Hatte vor Xampp diesen webserver benutzt
http://www.aidex.de/software/webserver
war aber ein wenig instabil und ist mir ab und zu abgestürtzt.
Was ich aber gut fand das er mir ein Inhaltsverzeichnis von meinen Ordner erstellt hat.
Sowas wäre für xampp auch toll.

Bis dann 

cu+thx


----------



## Dr Dau (3. November 2005)

Ich habe mir die Software nicht angesehen, aber da sie "nur" unter Windows läuft, findest Du natürlich entsprechend wenig Hilfe.
XAMPP enthält Apache als Webserver und Apache gibt es für verschiedene Plattformen und ist kostenlos.
Ausserdem ist Apache der am meisten eingesetzte Webserver.
Dem entsprechend findest Du auch an jeder Ecke Hilfe dazu..... angefangen bei SelfHTML, div. Foren bis hin zu apache.org.

Was verstehst Du von "Inhaltsverzeichnis der Ordner"?
Du kannst dir von Apache die Inhalte der einzelnen Ordner anzeigen lassen, wenn in diesen keine Index Datei liegt..... ich meine aber dass dies bei XAMPP schon so voreingestellt ist.
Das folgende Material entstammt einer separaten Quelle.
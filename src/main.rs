//! examiner-gateway server binary

use clap::Parser;
use examiner_gateway::config::LogFormat;
use examiner_gateway::server::{load_config, run_with_config};
use examiner_gateway::utils::logging::init_logging;
use std::path::PathBuf;
use std::process::ExitCode;

/// Essay evaluation and speech translation gateway
#[derive(Debug, Parser)]
#[command(name = "gateway", version, about)]
struct Cli {
    /// Path to the YAML configuration file
    #[arg(short, long, env = "GATEWAY_CONFIG", default_value = "config/gateway.yaml")]
    config: PathBuf,

    /// Override the listen host
    #[arg(long)]
    host: Option<String>,

    /// Override the listen port
    #[arg(short, long)]
    port: Option<u16>,

    /// Override the log output format
    #[arg(long, value_enum)]
    log_format: Option<LogFormat>,
}

#[tokio::main]
async fn main() -> ExitCode {
    // .env is optional
    dotenvy::dotenv().ok();
    let cli = Cli::parse();

    let (mut config, source) = match load_config(&cli.config).await {
        Ok(loaded) => loaded,
        Err(e) => {
            // Print error using Display (not Debug) to preserve newlines
            eprintln!("Error: {}", e);
            return ExitCode::FAILURE;
        }
    };

    init_logging(config.logging(), cli.log_format);
    source.log(&cli.config);

    if let Some(host) = cli.host {
        config.gateway.server.host = host;
    }
    if let Some(port) = cli.port {
        config.gateway.server.port = port;
    }
    if let Err(e) = config.validate() {
        eprintln!("Error: {}", e);
        return ExitCode::FAILURE;
    }

    match run_with_config(config).await {
        Ok(()) => ExitCode::SUCCESS,
        Err(e) => {
            tracing::error!(error = %e, "Gateway exited with an error");
            eprintln!("Error: {}", e);
            ExitCode::FAILURE
        }
    }
}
Du versuchst aber nicht den Webserver innerhalb deines Netzwerks mit deiner externen IP bzw. DynDNS Adresse zu erreichen?
Frage mal einen Kumpel ob er den Webserver über deine externe IP erreichen kann.
Wenn nicht, dann stimmen die Einstellungen im Router noch nicht und/oder die Firewall blockt ab.
Wenn er doch drauf kommt, dann kann er es auch mal mit deiner DynDNS Adresse (sofern vorhanden) ausprobieren.


----------



## JohannesR (4. November 2005)

Sinac hat gesagt.:
			
		

> [...]
> Ich persönlich halte garnichts von diesen Fertigpaketen, das ist irgendwie ziemlich Lamer-mäßig.


Möchtest du mir erklären, was genau daran "ziemlich Lamer-mäßig" ist?


----------



## interface (6. November 2005)

hey thx Leute,

habe soweit alles zum laufen bekommen.
Das einzige was noch ein wenig stört ist das filezilla keine ratio hat zum tauschen.
Aber soweit alles klar.

thx


----------



## ak-47 (7. Juni 2006)

hi leute.

ich habe XAMPP auf meinem PC installiert. Von localhost kann ich auf den htdocs Ordner sowie zum MySQL und FTP Server zugreifen. Von aussen kann ich nur auf den FTP und MySQL zugreifen. Auf den htdocs allerding nicht. Habe aber den Port 80 auf meinen PC weitergeleitet.

Bitte helft mir.

PS: Ich habe einen Netgear MR314 Router. Die IP des Routers ist: 83.215.28.185 (extern) .Die meines PC´s (intern) ist: 192.168.0.2 .


----------